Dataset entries
//! Scan orchestration and process-wide scan state.
//!
//! The orchestrator owns the two pieces of shared mutable state: the catalog
//! cache lifecycle (cleared at the start of every scan) and the last scan
//! result (replaced atomically when a scan completes). Readers always
//! observe either the previous complete result or the next one.

use std::sync::Arc;

use chrono::Utc;
use tokio::sync::RwLock;

use crate::error::EngineError;
use crate::models::{
    AppConfig, MatchedEntry, ObservedColor, ScanItem, ScanResult, VariableId,
};
use crate::services::catalog::CatalogService;
use crate::services::host::ElementStore;

pub struct ScanOrchestrator {
    config: Arc<AppConfig>,
    catalog: Arc<CatalogService>,
    elements: Arc<dyn ElementStore>,
    last_scan: RwLock<Option<Arc<ScanResult>>>,
}

impl ScanOrchestrator {
    pub fn new(
        config: Arc<AppConfig>,
        catalog: Arc<CatalogService>,
        elements: Arc<dyn ElementStore>,
    ) -> Self {
        Self {
            config,
            catalog,
            elements,
            last_scan: RwLock::new(None),
        }
    }

    /// Run a scan pass and replace the last-scan state with its result.
    ///
    /// Never panics across the command boundary: catalog and traversal
    /// failures come back as a result with zero items and an `error` string.
    pub async fn scan(
        &self,
        collection: &str,
        mode: &str,
        use_group_filters: bool,
    ) -> Arc<ScanResult> {
        let scanned_at = Utc::now();
        self.catalog.invalidate().await;

        let result = match self.scan_inner(collection, mode, use_group_filters).await {
            Ok(items) => {
                let result = ScanResult::from_items(items, scanned_at);
                tracing::info!(
                    collection = collection,
                    mode = mode,
                    use_group_filters = use_group_filters,
                    total_scanned = result.total_scanned,
                    matched_unique = result.matched_colors.len(),
                    no_match_unique = result.no_match_hexes.len(),
                    "Scan complete"
                );
                result
            }
            Err(e) => {
                tracing::warn!(collection = collection, error = %e, "Scan failed");
                ScanResult::failed(e.to_string(), scanned_at)
            }
        };

        let result = Arc::new(result);
        *self.last_scan.write().await = Some(result.clone());
        result
    }

    /// The most recent scan result, if any scan has run.
    pub async fn last_scan(&self) -> Option<Arc<ScanResult>> {
        self.last_scan.read().await.clone()
    }

    async fn scan_inner(
        &self,
        collection: &str,
        mode: &str,
        use_group_filters: bool,
    ) -> Result<Vec<ScanItem>, EngineError> {
        let filter = use_group_filters.then(|| self.config.group_filters.as_slice());
        let index = self.catalog.resolve_catalog(collection, mode, filter).await?;

        let targets = self
            .elements
            .target_elements()
            .await
            .map_err(EngineError::Host)?;

        let mut items = Vec::new();
        for (element, name) in targets {
            let slots = self
                .elements
                .paint_slots(&element)
                .await
                .map_err(EngineError::Host)?;

            for slot in slots.into_iter().filter(|s| s.is_eligible()) {
                let observed = ObservedColor {
                    owner: element.clone(),
                    owner_name: name.clone(),
                    property: slot.property,
                    index: slot.index,
                    rgb: slot.rgb,
                    opacity: slot.opacity,
                };

                let matched = index
                    .find_exact(slot.rgb.r, slot.rgb.g, slot.rgb.b, slot.opacity)
                    .map(|entry| MatchedEntry {
                        id: VariableId::new(entry.id.clone()),
                        name: entry.name.clone(),
                    });

                items.push(ScanItem { observed, matched });
            }
        }

        Ok(items)
    }
}

#[cfg(test)]
mod tests {
    use super::*;
    use crate::models::Document;
    use crate::services::memory_host::InMemoryHost;

    fn orchestrator_over(yaml: &str, config: AppConfig) -> ScanOrchestrator {
        let document: Document = serde_yaml::from_str(yaml).unwrap();
        let host = Arc::new(InMemoryHost::new(document));
        let catalog = Arc::new(CatalogService::new(host.clone()));
        ScanOrchestrator::new(Arc::new(config), catalog, host)
    }

    const ONE_BLUE: &str = r#"
collections:
  - name: Primitive
    modes: [Light]
    variables:
      - id: v1
        name: blue/500
        values:
          Light: { r: 0.0, g: 0.0, b: 1.0 }
elements:
  - id: e1
    name: card
    fills:
      - { r: 0.0, g: 0.0, b: 1.0 }
"#;

    #[tokio::test]
    async fn test_scan_reports_exact_match() {
        let orchestrator = orchestrator_over(ONE_BLUE, AppConfig::default());
        let result = orchestrator.scan("Primitive", "Light", false).await;

        assert!(result.error.is_none());
        assert_eq!(result.total_scanned, 1);
        assert_eq!(result.matched_colors.len(), 1);
        assert_eq!(result.matched_colors[0].hex, "0000ff");
        assert_eq!(result.matched_colors[0].variable_name, "blue/500");
        assert!(result.no_match_hexes.is_empty());
    }

    #[tokio::test]
    async fn test_scan_reports_no_match_hex() {
        let yaml = r#"
collections:
  - name: Primitive
    modes: [Light]
    variables:
      - id: v1
        name: blue/500
        values:
          Light: { r: 0.0, g: 0.0, b: 1.0 }
elements:
  - id: e1
    name: card
    fills:
      - { r: 1.0, g: 0.0, b: 0.0 }
"#;
        let orchestrator = orchestrator_over(yaml, AppConfig::default());
        let result = orchestrator.scan("Primitive", "Light", false).await;

        assert_eq!(result.matched_colors.len(), 0);
        let no_match: Vec<_> = result.no_match_hexes.iter().cloned().collect();
        assert_eq!(no_match, ["ff0000"]);
    }

    #[tokio::test]
    async fn test_scan_skips_gradients_and_bound_slots() {
        let yaml = r#"
collections:
  - name: Primitive
    modes: [Light]
    variables:
      - id: v1
        name: blue/500
        values:
          Light: { r: 0.0, g: 0.0, b: 1.0 }
elements:
  - id: e1
    name: card
    fills:
      - { kind: gradient }
      - { r: 0.0, g: 0.0, b: 1.0, bound: v1 }
      - { r: 0.0, g: 0.0, b: 1.0 }
"#;
        let orchestrator = orchestrator_over(yaml, AppConfig::default());
        let result = orchestrator.scan("Primitive", "Light", false).await;

        // Only the third slot is eligible; the bound one is skipped silently
        assert_eq!(result.total_scanned, 1);
        assert_eq!(result.items[0].observed.index, 2);
    }

    #[tokio::test]
    async fn test_scan_collection_not_found_is_an_error_result() {
        let orchestrator = orchestrator_over(ONE_BLUE, AppConfig::default());
        let result = orchestrator.scan("Tokens", "Light", false).await;

        assert_eq!(result.total_scanned, 0);
        let error = result.error.as_deref().unwrap();
        assert!(error.contains("\"Tokens\" not found"));
        assert!(error.contains("Primitive"));
    }

    #[tokio::test]
    async fn test_scan_replaces_last_scan_state() {
        let orchestrator = orchestrator_over(ONE_BLUE, AppConfig::default());
        assert!(orchestrator.last_scan().await.is_none());

        let first = orchestrator.scan("Primitive", "Light", false).await;
        let last = orchestrator.last_scan().await.unwrap();
        assert!(Arc::ptr_eq(&first, &last));

        // A failed scan still replaces the state wholesale
        let failed = orchestrator.scan("Tokens", "Light", false).await;
        let last = orchestrator.last_scan().await.unwrap();
        assert!(Arc::ptr_eq(&failed, &last));
        assert!(last.error.is_some());
    }

    #[tokio::test]
    async fn test_scan_with_group_filters_restricts_matching() {
        let yaml = r#"
collections:
  - name: Primitive
    modes: [Light]
    variables:
      - id: v1
        name: Color/bg
        values:
          Light: { r: 0.0, g: 0.0, b: 0.0 }
      - id: v2
        name: spacing/accent
        values:
          Light: { r: 1.0, g: 0.0, b: 0.0 }
elements:
  - id: e1
    name: card
    fills:
      - { r: 1.0, g: 0.0, b: 0.0 }
"#;
        let config = AppConfig {
            group_filters: vec!["Color/".to_string()],
            ..AppConfig::default()
        };
        let orchestrator = orchestrator_over(yaml, config);

        // With filters on, the red entry is outside the filter groups
        let result = orchestrator.scan("Primitive", "Light", true).await;
        assert!(result.matched_colors.is_empty());
        assert!(result.no_match_hexes.contains("ff0000"));

        // With filters off it matches
        let result = orchestrator.scan("Primitive", "Light", false).await;
        assert_eq!(result.matched_colors.len(), 1);
    }

    #[tokio::test]
    async fn test_scan_scoped_to_selection() {
        let yaml = r#"
collections:
  - name: Primitive
    modes: [Light]
    variables:
      - id: v1
        name: blue/500
        values:
          Light: { r: 0.0, g: 0.0, b: 1.0 }
elements:
  - id: e1
    name: card
    fills:
      - { r: 0.0, g: 0.0, b: 1.0 }
  - id: e2
    name: label
    fills:
      - { r: 0.0, g: 0.0, b: 1.0 }
selection: [e2]
"#;
        let orchestrator = orchestrator_over(yaml, AppConfig::default());
        let result = orchestrator.scan("Primitive", "Light", false).await;

        assert_eq!(result.total_scanned, 1);
        assert_eq!(result.items[0].observed.owner_name, "label");
    }
}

Exercise:
What is needed is each line of the entries that contains the word "Tokens".

Finished task:
        let result = orchestrator.scan("Tokens", "Light", false).await;
        assert!(error.contains("\"Tokens\" not found"));
        let failed = orchestrator.scan("Tokens", "Light", false).await;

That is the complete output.